Wow, I must admit that out of all big branches of computer science AI/ML is the least exciting for me. I don't know, but all that unreliability is just putting me off.

I do agree that it's better to have something automated in 90% instead of 0% or 40%, but the impossibility to getting it to 100% is annoying.

It's been like over a decade of huge hype on AI/ML and yet I feel like biggest applied AI/ML that affects my life directly or indirectly is search & ad industry or things like chat bots, but it's mehhh.

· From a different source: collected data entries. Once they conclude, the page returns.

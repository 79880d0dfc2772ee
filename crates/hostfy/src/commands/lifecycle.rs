use crate::utils;
use colored::Colorize;
use hostfy_engine::lifecycle::run;
use hostfy_engine::{LifecycleAction, Target};
use std::path::Path;

/// start / stop / restart の共通処理
pub async fn handle(state_dir: &Path, action: LifecycleAction, target: &str) -> anyhow::Result<()> {
    let verb = match action {
        LifecycleAction::Start => "起動",
        LifecycleAction::Stop => "停止",
        LifecycleAction::Restart => "再起動",
    };
    let target = Target::parse(target);
    let label = match &target {
        Target::All => "すべてのアプリ".to_string(),
        Target::App(name) => format!("'{}'", name),
    };
    println!("{}", format!("{} を{}中...", label, verb).yellow());

    let ctx = utils::build_context(state_dir).await?;
    let report = run(&ctx, action, target).await?;

    for container in &report.containers {
        println!("  ✓ {}", container.cyan());
    }

    println!();
    if report.containers.is_empty() && report.advisories.is_empty() {
        println!("{}", "ℹ 対象のコンテナはありません".dimmed());
    } else {
        println!("{}", format!("✓ {} を{}しました", label, verb).green().bold());
    }
    utils::print_advisories(&report.advisories);

    Ok(())
}
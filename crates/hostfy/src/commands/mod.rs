pub mod catalog;
pub mod cleanup;
pub mod db;
pub mod init;
pub mod install;
pub mod lifecycle;
pub mod list;
pub mod logs;
pub mod remove;
pub mod secrets;
pub mod status;
pub mod update;
pub mod upgrade;
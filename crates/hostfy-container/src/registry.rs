//! プライベートレジストリの認証情報

use base64::Engine;
use bollard::auth::DockerCredentials;
use std::path::Path;

/// ~/.docker/config.json からレジストリの認証情報を取得
pub fn get_docker_credentials(registry: &str) -> Option<DockerCredentials> {
    let config_path = dirs::home_dir()?.join(".docker").join("config.json");
    credentials_from_file(&config_path, registry)
}

fn credentials_from_file(path: &Path, registry: &str) -> Option<DockerCredentials> {
    let content = std::fs::read_to_string(path).ok()?;
    let config: serde_json::Value = serde_json::from_str(&content).ok()?;

    let auth_b64 = config
        .get("auths")?
        .as_object()?
        .get(registry)?
        .get("auth")?
        .as_str()?;

    // username:password
    let decoded = base64::engine::general_purpose::STANDARD
        .decode(auth_b64)
        .ok()?;
    let auth_str = String::from_utf8(decoded).ok()?;
    let (username, password) = auth_str.split_once(':')?;

    Some(DockerCredentials {
        username: Some(username.to_string()),
        password: Some(password.to_string()),
        serveraddress: Some(registry.to_string()),
        ..Default::default()
    })
}

/// イメージ名からレジストリを抽出
///
/// 最初の `/` より前に `.` か `:` があればレジストリとみなす（ghcr.io, localhost:5000）。
pub fn extract_registry(image: &str) -> Option<&str> {
    let (first, _) = image.split_once('/')?;
    (first.contains('.') || first.contains(':')).then_some(first)
}
//! コンテナラベル
//!
//! リバースプロキシ（Traefik）のルーティング設定と、hostfy管理下であることを示す
//! メタデータをラベルとして付与する。

use std::collections::HashMap;

pub const MANAGED_LABEL: &str = "hostfy.managed";
pub const APP_LABEL: &str = "hostfy.app";
pub const DOMAIN_LABEL: &str = "hostfy.domain";
pub const SERVICE_LABEL: &str = "hostfy.service";

/// ACME証明書リゾルバ名（プロキシの起動引数と一致させる）
pub const CERT_RESOLVER: &str = "hostfyresolver";

/// 管理対象であることだけを示すラベル
pub fn managed_labels(name: &str) -> HashMap<String, String> {
    HashMap::from([
        (MANAGED_LABEL.to_string(), "true".to_string()),
        (APP_LABEL.to_string(), name.to_string()),
    ])
}

/// 共有サービス用のラベル
pub fn service_labels(service: &str) -> HashMap<String, String> {
    HashMap::from([
        (MANAGED_LABEL.to_string(), "true".to_string()),
        (SERVICE_LABEL.to_string(), service.to_string()),
    ])
}

/// ドメインとポートからルーティングラベルを生成
///
/// ルーター名には `-` を使えないため `_` に置き換える。
pub fn routing_labels(name: &str, domain: &str, port: u16) -> HashMap<String, String> {
    let safe = name.replace('-', "_");
    let mut labels = managed_labels(name);
    labels.extend([
        ("traefik.enable".to_string(), "true".to_string()),
        (
            format!("traefik.http.routers.{}.rule", safe),
            format!("Host(`{}`)", domain),
        ),
        (
            format!("traefik.http.routers.{}.entrypoints", safe),
            "websecure".to_string(),
        ),
        (
            format!("traefik.http.routers.{}.tls.certresolver", safe),
            CERT_RESOLVER.to_string(),
        ),
        (
            format!("traefik.http.services.{}.loadbalancer.server.port", safe),
            port.to_string(),
        ),
        (DOMAIN_LABEL.to_string(), domain.to_string()),
    ]);
    labels
}

/// ドメインとポートが揃っている場合のみルーティングラベルを付ける
pub fn container_labels(name: &str, domain: &str, port: u16) -> HashMap<String, String> {
    if !domain.is_empty() && port > 0 {
        routing_labels(name, domain, port)
    } else {
        managed_labels(name)
    }
}
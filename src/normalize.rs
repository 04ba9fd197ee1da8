// Schema normalization applied once after loading

use crate::table::{Column, FieldType, Table, Value};
use log::debug;
use serde::Deserialize;
use std::collections::HashSet;

pub const INDEX_COLUMN: &str = "Index";
const FALLBACK_INDEX_COLUMN: &str = "Level 0";

/// What to do with missing entries in text columns
#[derive(Debug, Clone, Copy, PartialEq, Eq, Default, Deserialize, clap::ValueEnum)]
#[serde(rename_all = "lowercase")]
pub enum NullPolicy {
    /// Replace nulls in text columns with the empty string
    #[default]
    Fill,
    /// Leave nulls in place
    Preserve,
}

/// Produce the normalized copy of `table`:
/// - underscores in names become spaces, then names are title-cased
/// - a leading positional `Index` column is added (unless already present)
/// - with `NullPolicy::Fill`, text columns get "" for nulls
///
/// The input is never modified.
pub fn normalize(table: &Table, policy: NullPolicy) -> Table {
    let mut seen = HashSet::new();
    let mut columns: Vec<Column> = table
        .columns()
        .iter()
        .map(|c| {
            let name = unique_name(&normalize_name(&c.name), &mut seen);
            let values = match policy {
                NullPolicy::Fill if c.field_type() == FieldType::Text => fill_nulls(&c.values),
                _ => c.values.clone(),
            };
            Column::new(name, values)
        })
        .collect();

    let positions: Vec<Value> = (0..table.row_count()).map(|i| Value::Int(i as i64)).collect();
    if has_index_column(&columns) {
        columns[0].values = positions;
    } else {
        let name = if seen.contains(INDEX_COLUMN) {
            unique_name(FALLBACK_INDEX_COLUMN, &mut seen)
        } else {
            INDEX_COLUMN.to_string()
        };
        columns.insert(0, Column::new(name, positions));
    }

    debug!(
        "normalized {} columns ({:?} nulls)",
        columns.len(),
        policy
    );
    Table::from_aligned(columns)
}

/// `order_date` -> `Order Date`
pub fn normalize_name(name: &str) -> String {
    title_case(&name.replace('_', " "))
}

/// Upper-case a letter that follows a non-letter, lower-case every other
/// letter. Digits and punctuation both start a new word.
fn title_case(s: &str) -> String {
    let mut out = String::with_capacity(s.len());
    let mut prev_letter = false;
    for c in s.chars() {
        if c.is_alphabetic() {
            if prev_letter {
                out.extend(c.to_lowercase());
            } else {
                out.extend(c.to_uppercase());
            }
            prev_letter = true;
        } else {
            out.push(c);
            prev_letter = false;
        }
    }
    out
}

fn unique_name(base: &str, seen: &mut HashSet<String>) -> String {
    let mut name = base.to_string();
    let mut n = 1;
    while !seen.insert(name.clone()) {
        name = format!("{}.{}", base, n);
        n += 1;
    }
    name
}

/// A leading index-named column holding exactly 0..n marks an already
/// normalized table.
fn has_index_column(columns: &[Column]) -> bool {
    match columns.first() {
        Some(first) if is_index_name(&first.name) => first
            .values
            .iter()
            .enumerate()
            .all(|(i, v)| matches!(v, Value::Int(p) if *p == i as i64)),
        _ => false,
    }
}

/// `Index`, or the `Level 0` name used when `Index` was taken
fn is_index_name(name: &str) -> bool {
    name == INDEX_COLUMN
        || name
            .strip_prefix(FALLBACK_INDEX_COLUMN)
            .map_or(false, |rest| rest.is_empty() || rest.starts_with('.'))
}

fn fill_nulls(values: &[Value]) -> Vec<Value> {
    values
        .iter()
        .map(|v| match v {
            Value::Null => Value::Text(String::new()),
            other => other.clone(),
        })
        .collect()
}
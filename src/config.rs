use crate::aggregate::BAR_TOP_N;
use crate::normalize::NullPolicy;
use anyhow::{Context, Result};
use serde::Deserialize;
use std::path::Path;

#[derive(Debug, Clone, Copy, PartialEq, Eq, Deserialize, Default, clap::ValueEnum)]
pub enum OutputFormat {
    #[serde(rename = "png")]
    #[default]
    Png,
    #[serde(rename = "svg")]
    Svg,
}

impl OutputFormat {
    pub fn extension(&self) -> &'static str {
        match self {
            OutputFormat::Png => "png",
            OutputFormat::Svg => "svg",
        }
    }
}

#[derive(Debug, Clone, PartialEq, Deserialize)]
pub struct RenderOptions {
    #[serde(default = "default_width")]
    pub width: u32,
    #[serde(default = "default_height")]
    pub height: u32,
    #[serde(default, rename = "type")]
    pub format: OutputFormat,
    /// Primary series colour, a name or `#rrggbb`
    #[serde(default = "default_color")]
    pub color: String,
}

fn default_width() -> u32 { 800 }
fn default_height() -> u32 { 600 }
fn default_color() -> String { "red".to_string() }
fn default_top_n() -> usize { BAR_TOP_N }

impl Default for RenderOptions {
    fn default() -> Self {
        Self {
            width: default_width(),
            height: default_height(),
            format: OutputFormat::Png,
            color: default_color(),
        }
    }
}

#[derive(Debug, Clone, PartialEq, Deserialize)]
pub struct Config {
    #[serde(default)]
    pub render: RenderOptions,
    #[serde(default)]
    pub null_policy: NullPolicy,
    #[serde(default = "default_top_n")]
    pub bar_top_n: usize,
}

impl Default for Config {
    fn default() -> Self {
        Self {
            render: RenderOptions::default(),
            null_policy: NullPolicy::default(),
            bar_top_n: default_top_n(),
        }
    }
}

impl Config {
    pub fn from_json(text: &str) -> Result<Self> {
        serde_json::from_str(text).context("Invalid config JSON")
    }

    pub fn from_path(path: &Path) -> Result<Self> {
        let text = std::fs::read_to_string(path)
            .with_context(|| format!("Failed to read config file {}", path.display()))?;
        Self::from_json(&text)
            .with_context(|| format!("Failed to load config from {}", path.display()))
    }
}
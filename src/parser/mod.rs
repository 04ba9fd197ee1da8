// Chart request language parser

pub mod ast;
pub mod command;
pub mod lexer;
pub mod pipeline;

use crate::error::{EdaError, Result};
use crate::ir::ChartRequest;

// Public API re-exports
pub use ast::{Command, Pipeline};
pub use pipeline::parse_pipeline;

/// Parse and validate a full request string
pub fn parse_chart_requests(input: &str) -> Result<Vec<ChartRequest>> {
    let commands = match parse_pipeline(input) {
        Ok((_, commands)) => commands,
        Err(nom::Err::Error(e)) | Err(nom::Err::Failure(e)) => {
            return Err(EdaError::Parse(describe_position(input, e.input)))
        }
        Err(nom::Err::Incomplete(_)) => {
            return Err(EdaError::Parse("incomplete chart request".to_string()))
        }
    };
    commands.into_iter().map(command::build_request).collect()
}

fn describe_position(input: &str, remaining: &str) -> String {
    let offset = input.len() - remaining.len();
    let snippet: String = remaining.trim_start().chars().take(20).collect();
    if snippet.is_empty() {
        format!("unexpected end of chart request at offset {}", offset)
    } else {
        format!("unexpected input at offset {}: '{}'", offset, snippet)
    }
}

I don't believe in autonomous cars based on computer vision

2 comments

I really want to like AI research, but ultimately find it kind of boring. For me it's a combination of increasing complexity of the models and the requirement of having lots of appropriate data and computation power. Things are more interesting on the mathematical side, as long as you are happy with not getting anything practical out of it.
> getting anything practical out of it

You need to start low, e.g. my friend is non-IT but I have shown him SD so now he tries out AI-art t-shirts business. But I agree, AI is completely still dumb, especially at scale - just asking my Android Auto Google if there is paid parking zone at the destination it navigates to, "Sorry I don't understand". We are still far from ELI5 usability.

I specialized in ML in my Masters, and I was surprised by how boring my first job in ML was. Sure, the results are "sexy" and the job itself is apparently much sought after, but building the model was frustrating. Like you say, the interesting part for me was what people would think of as boring - getting the data cleaned up and correctly aligned, the scaling work, latency issues with serving the model etc. I knew then that ML engineering was not for me.